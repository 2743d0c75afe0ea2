//! Append-only change history for tasks.

use rusqlite::{Connection, Row, params};
use rusqlite::types::Type;

use super::{Database, now_ms};
use crate::error::StoreResult;
use crate::types::{EventType, HistoryEntry};

impl Database {
    /// History entries for a task, oldest first.
    ///
    /// The trail has no foreign key on the task, so it still answers
    /// after the task row is gone, ending with the `deleted` entry.
    pub fn list_history(&self, task_id: i64) -> StoreResult<Vec<HistoryEntry>> {
        self.with_conn(|conn| {
            let mut stmt = conn.prepare(
                "SELECT id, task_id, event_type, details, created_at
                 FROM history
                 WHERE task_id = ?1
                 ORDER BY id ASC",
            )?;

            let entries = stmt
                .query_map(params![task_id], parse_history_row)?
                .collect::<Result<Vec<_>, _>>()?;

            Ok(entries)
        })
    }
}

/// Record one event on the caller's transaction, so the mutation and
/// its audit record commit or roll back together.
pub(crate) fn append_history(
    conn: &Connection,
    task_id: i64,
    event_type: EventType,
    details: &str,
) -> StoreResult<()> {
    conn.execute(
        "INSERT INTO history (task_id, event_type, details, created_at)
         VALUES (?1, ?2, ?3, ?4)",
        params![task_id, event_type.as_str(), details, now_ms()],
    )?;

    Ok(())
}

fn parse_history_row(row: &Row) -> rusqlite::Result<HistoryEntry> {
    let raw: String = row.get(2)?;
    let event_type = EventType::from_str(&raw).ok_or_else(|| {
        rusqlite::Error::FromSqlConversionFailure(
            2,
            Type::Text,
            format!("unknown event type: {}", raw).into(),
        )
    })?;

    Ok(HistoryEntry {
        id: row.get(0)?,
        task_id: row.get(1)?,
        event_type,
        details: row.get(3)?,
        created_at: row.get(4)?,
    })
}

┄┄┄┄┄┄

> THE PROBLEM: In the records above, find each line with the string "HistoryEntry" and list it.

> RESPONSE BELOW:
use crate::types::{EventType, HistoryEntry};
    pub fn list_history(&self, task_id: i64) -> StoreResult<Vec<HistoryEntry>> {
fn parse_history_row(row: &Row) -> rusqlite::Result<HistoryEntry> {
    Ok(HistoryEntry {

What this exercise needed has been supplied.